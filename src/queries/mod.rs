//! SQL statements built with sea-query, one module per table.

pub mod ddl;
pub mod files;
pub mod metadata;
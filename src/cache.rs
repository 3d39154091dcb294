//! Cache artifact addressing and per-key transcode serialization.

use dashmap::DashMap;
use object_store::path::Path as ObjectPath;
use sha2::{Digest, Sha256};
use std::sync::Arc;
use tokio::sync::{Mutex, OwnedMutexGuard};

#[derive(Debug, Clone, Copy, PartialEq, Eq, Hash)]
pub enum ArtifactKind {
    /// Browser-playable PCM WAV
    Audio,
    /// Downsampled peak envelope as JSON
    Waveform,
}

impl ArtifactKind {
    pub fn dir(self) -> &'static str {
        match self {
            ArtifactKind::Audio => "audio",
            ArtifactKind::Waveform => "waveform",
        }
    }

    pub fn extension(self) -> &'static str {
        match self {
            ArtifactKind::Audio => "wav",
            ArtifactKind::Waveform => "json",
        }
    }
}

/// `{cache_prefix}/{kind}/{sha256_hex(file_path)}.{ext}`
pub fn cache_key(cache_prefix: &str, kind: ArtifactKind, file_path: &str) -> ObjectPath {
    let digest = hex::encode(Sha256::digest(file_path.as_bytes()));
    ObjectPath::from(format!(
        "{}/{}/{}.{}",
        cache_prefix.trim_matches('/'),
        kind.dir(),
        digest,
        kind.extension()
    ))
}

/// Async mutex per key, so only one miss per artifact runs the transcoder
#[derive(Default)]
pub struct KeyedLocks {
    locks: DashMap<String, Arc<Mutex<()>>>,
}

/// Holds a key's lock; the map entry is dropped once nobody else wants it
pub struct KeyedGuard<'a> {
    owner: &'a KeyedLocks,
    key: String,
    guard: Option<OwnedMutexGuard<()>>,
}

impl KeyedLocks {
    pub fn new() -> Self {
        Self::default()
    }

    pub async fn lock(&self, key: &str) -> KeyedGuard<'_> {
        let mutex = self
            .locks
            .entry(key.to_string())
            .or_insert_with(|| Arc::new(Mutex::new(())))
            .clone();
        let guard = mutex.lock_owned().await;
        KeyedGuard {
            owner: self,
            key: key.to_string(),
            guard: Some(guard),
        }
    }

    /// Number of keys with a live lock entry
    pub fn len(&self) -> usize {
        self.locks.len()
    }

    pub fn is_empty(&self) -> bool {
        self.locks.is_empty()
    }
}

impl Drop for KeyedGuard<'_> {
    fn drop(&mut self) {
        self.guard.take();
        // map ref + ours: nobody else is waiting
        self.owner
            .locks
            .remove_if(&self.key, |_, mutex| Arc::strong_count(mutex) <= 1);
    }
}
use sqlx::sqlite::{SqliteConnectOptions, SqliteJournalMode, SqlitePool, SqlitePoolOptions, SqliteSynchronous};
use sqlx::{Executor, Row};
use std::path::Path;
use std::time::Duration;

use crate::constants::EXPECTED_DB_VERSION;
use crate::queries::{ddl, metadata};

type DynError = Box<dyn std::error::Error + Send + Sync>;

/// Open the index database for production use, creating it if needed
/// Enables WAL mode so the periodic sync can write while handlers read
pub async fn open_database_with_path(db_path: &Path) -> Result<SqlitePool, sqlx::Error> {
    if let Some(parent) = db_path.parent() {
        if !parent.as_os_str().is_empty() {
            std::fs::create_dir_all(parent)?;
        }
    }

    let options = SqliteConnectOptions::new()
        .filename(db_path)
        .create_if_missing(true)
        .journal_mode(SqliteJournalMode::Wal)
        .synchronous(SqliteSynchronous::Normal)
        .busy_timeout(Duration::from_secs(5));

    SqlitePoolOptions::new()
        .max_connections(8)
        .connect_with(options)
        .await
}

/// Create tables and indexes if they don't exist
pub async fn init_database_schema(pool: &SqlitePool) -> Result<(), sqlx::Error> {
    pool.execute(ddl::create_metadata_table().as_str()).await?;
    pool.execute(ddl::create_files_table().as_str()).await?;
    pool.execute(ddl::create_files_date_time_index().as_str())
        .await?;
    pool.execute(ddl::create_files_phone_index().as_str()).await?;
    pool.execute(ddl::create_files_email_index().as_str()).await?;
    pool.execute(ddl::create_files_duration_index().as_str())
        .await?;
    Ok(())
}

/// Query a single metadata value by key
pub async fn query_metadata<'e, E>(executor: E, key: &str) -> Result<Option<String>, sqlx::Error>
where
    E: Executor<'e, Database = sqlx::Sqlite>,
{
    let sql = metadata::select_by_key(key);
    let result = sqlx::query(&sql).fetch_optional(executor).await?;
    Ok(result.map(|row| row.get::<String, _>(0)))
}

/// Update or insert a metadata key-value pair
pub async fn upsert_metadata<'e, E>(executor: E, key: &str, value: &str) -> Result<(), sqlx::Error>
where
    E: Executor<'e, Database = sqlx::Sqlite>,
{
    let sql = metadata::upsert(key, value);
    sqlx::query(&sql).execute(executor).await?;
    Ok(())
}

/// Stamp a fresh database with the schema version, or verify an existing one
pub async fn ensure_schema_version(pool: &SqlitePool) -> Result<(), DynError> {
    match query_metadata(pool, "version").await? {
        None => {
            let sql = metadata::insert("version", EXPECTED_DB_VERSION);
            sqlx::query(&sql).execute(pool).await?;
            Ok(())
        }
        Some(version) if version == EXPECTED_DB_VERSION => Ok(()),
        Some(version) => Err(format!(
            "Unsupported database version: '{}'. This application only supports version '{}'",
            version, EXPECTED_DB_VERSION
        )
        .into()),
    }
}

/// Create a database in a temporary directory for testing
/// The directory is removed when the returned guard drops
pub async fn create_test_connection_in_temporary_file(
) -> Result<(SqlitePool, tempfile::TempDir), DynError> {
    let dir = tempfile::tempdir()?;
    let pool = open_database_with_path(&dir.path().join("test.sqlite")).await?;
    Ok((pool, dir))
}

*****

• **WORK INSTRUCTION**
All of the material above needs to be retyped word for word.

• **RESPONSE BOX**
filename src/queries/mod.rs
//! SQL statements built with sea-query, one module per table.

pub mod ddl;
pub mod files;
pub mod metadata;
filename src/cache.rs
repository 3d39154091dcb294
//! Cache artifact addressing and per-key transcode serialization.

use dashmap::DashMap;
use object_store::path::Path as ObjectPath;
use sha2::{Digest, Sha256};
use std::sync::Arc;
use tokio::sync::{Mutex, OwnedMutexGuard};

#[derive(Debug, Clone, Copy, PartialEq, Eq, Hash)]
pub enum ArtifactKind {
    /// Browser-playable PCM WAV
    Audio,
    /// Downsampled peak envelope as JSON
    Waveform,
}

impl ArtifactKind {
    pub fn dir(self) -> &'static str {
        match self {
            ArtifactKind::Audio => "audio",
            ArtifactKind::Waveform => "waveform",
        }
    }

    pub fn extension(self) -> &'static str {
        match self {
            ArtifactKind::Audio => "wav",
            ArtifactKind::Waveform => "json",
        }
    }
}

/// `{cache_prefix}/{kind}/{sha256_hex(file_path)}.{ext}`
pub fn cache_key(cache_prefix: &str, kind: ArtifactKind, file_path: &str) -> ObjectPath {
    let digest = hex::encode(Sha256::digest(file_path.as_bytes()));
    ObjectPath::from(format!(
        "{}/{}/{}.{}",
        cache_prefix.trim_matches('/'),
        kind.dir(),
        digest,
        kind.extension()
    ))
}

/// Async mutex per key, so only one miss per artifact runs the transcoder
#[derive(Default)]
pub struct KeyedLocks {
    locks: DashMap<String, Arc<Mutex<()>>>,
}

/// Holds a key's lock; the map entry is dropped once nobody else wants it
pub struct KeyedGuard<'a> {
    owner: &'a KeyedLocks,
    key: String,
    guard: Option<OwnedMutexGuard<()>>,
}

impl KeyedLocks {
    pub fn new() -> Self {
        Self::default()
    }

    pub async fn lock(&self, key: &str) -> KeyedGuard<'_> {
        let mutex = self
            .locks
            .entry(key.to_string())
            .or_insert_with(|| Arc::new(Mutex::new(())))
            .clone();
        let guard = mutex.lock_owned().await;
        KeyedGuard {
            owner: self,
            key: key.to_string(),
            guard: Some(guard),
        }
    }

    /// Number of keys with a live lock entry
    pub fn len(&self) -> usize {
        self.locks.len()
    }

    pub fn is_empty(&self) -> bool {
        self.locks.is_empty()
    }
}

impl Drop for KeyedGuard<'_> {
    fn drop(&mut self) {
        self.guard.take();
        // map ref + ours: nobody else is waiting
        self.owner
            .locks
            .remove_if(&self.key, |_, mutex| Arc::strong_count(mutex) <= 1);
    }
}
use sqlx::sqlite::{SqliteConnectOptions, SqliteJournalMode, SqlitePool, SqlitePoolOptions, SqliteSynchronous};
use sqlx::{Executor, Row};
use std::path::Path;
use std::time::Duration;

use crate::constants::EXPECTED_DB_VERSION;
use crate::queries::{ddl, metadata};

type DynError = Box<dyn std::error::Error + Send + Sync>;

/// Open the index database for production use, creating it if needed
/// Enables WAL mode so the periodic sync can write while handlers read
pub async fn open_database_with_path(db_path: &Path) -> Result<SqlitePool, sqlx::Error> {
    if let Some(parent) = db_path.parent() {
        if !parent.as_os_str().is_empty() {
            std::fs::create_dir_all(parent)?;
        }
    }

    let options = SqliteConnectOptions::new()
        .filename(db_path)
        .create_if_missing(true)
        .journal_mode(SqliteJournalMode::Wal)
        .synchronous(SqliteSynchronous::Normal)
        .busy_timeout(Duration::from_secs(5));

    SqlitePoolOptions::new()
        .max_connections(8)
        .connect_with(options)
        .await
}

/// Create tables and indexes if they don't exist
pub async fn init_database_schema(pool: &SqlitePool) -> Result<(), sqlx::Error> {
    pool.execute(ddl::create_metadata_table().as_str()).await?;
    pool.execute(ddl::create_files_table().as_str()).await?;
    pool.execute(ddl::create_files_date_time_index().as_str())
        .await?;
    pool.execute(ddl::create_files_phone_index().as_str()).await?;
    pool.execute(ddl::create_files_email_index().as_str()).await?;
    pool.execute(ddl::create_files_duration_index().as_str())
        .await?;
    Ok(())
}

/// Query a single metadata value by key
pub async fn query_metadata<'e, E>(executor: E, key: &str) -> Result<Option<String>, sqlx::Error>
where
    E: Executor<'e, Database = sqlx::Sqlite>,
{
    let sql = metadata::select_by_key(key);
    let result = sqlx::query(&sql).fetch_optional(executor).await?;
    Ok(result.map(|row| row.get::<String, _>(0)))
}

/// Update or insert a metadata key-value pair
pub async fn upsert_metadata<'e, E>(executor: E, key: &str, value: &str) -> Result<(), sqlx::Error>
where
    E: Executor<'e, Database = sqlx::Sqlite>,
{
    let sql = metadata::upsert(key, value);
    sqlx::query(&sql).execute(executor).await?;
    Ok(())
}

/// Stamp a fresh database with the schema version, or verify an existing one
pub async fn ensure_schema_version(pool: &SqlitePool) -> Result<(), DynError> {
    match query_metadata(pool, "version").await? {
        None => {
            let sql = metadata::insert("version", EXPECTED_DB_VERSION);
            sqlx::query(&sql).execute(pool).await?;
            Ok(())
        }
        Some(version) if version == EXPECTED_DB_VERSION => Ok(()),
        Some(version) => Err(format!(
            "Unsupported database version: '{}'. This application only supports version '{}'",
            version, EXPECTED_DB_VERSION
        )
        .into()),
    }
}

/// Create a database in a temporary directory for testing
/// The directory is removed when the returned guard drops
pub async fn create_test_connection_in_temporary_file(
) -> Result<(SqlitePool, tempfile::TempDir), DynError> {
    let dir = tempfile::tempdir()?;
    let pool = open_database_with_path(&dir.path().join("test.sqlite")).await?;
    Ok((pool, dir))
}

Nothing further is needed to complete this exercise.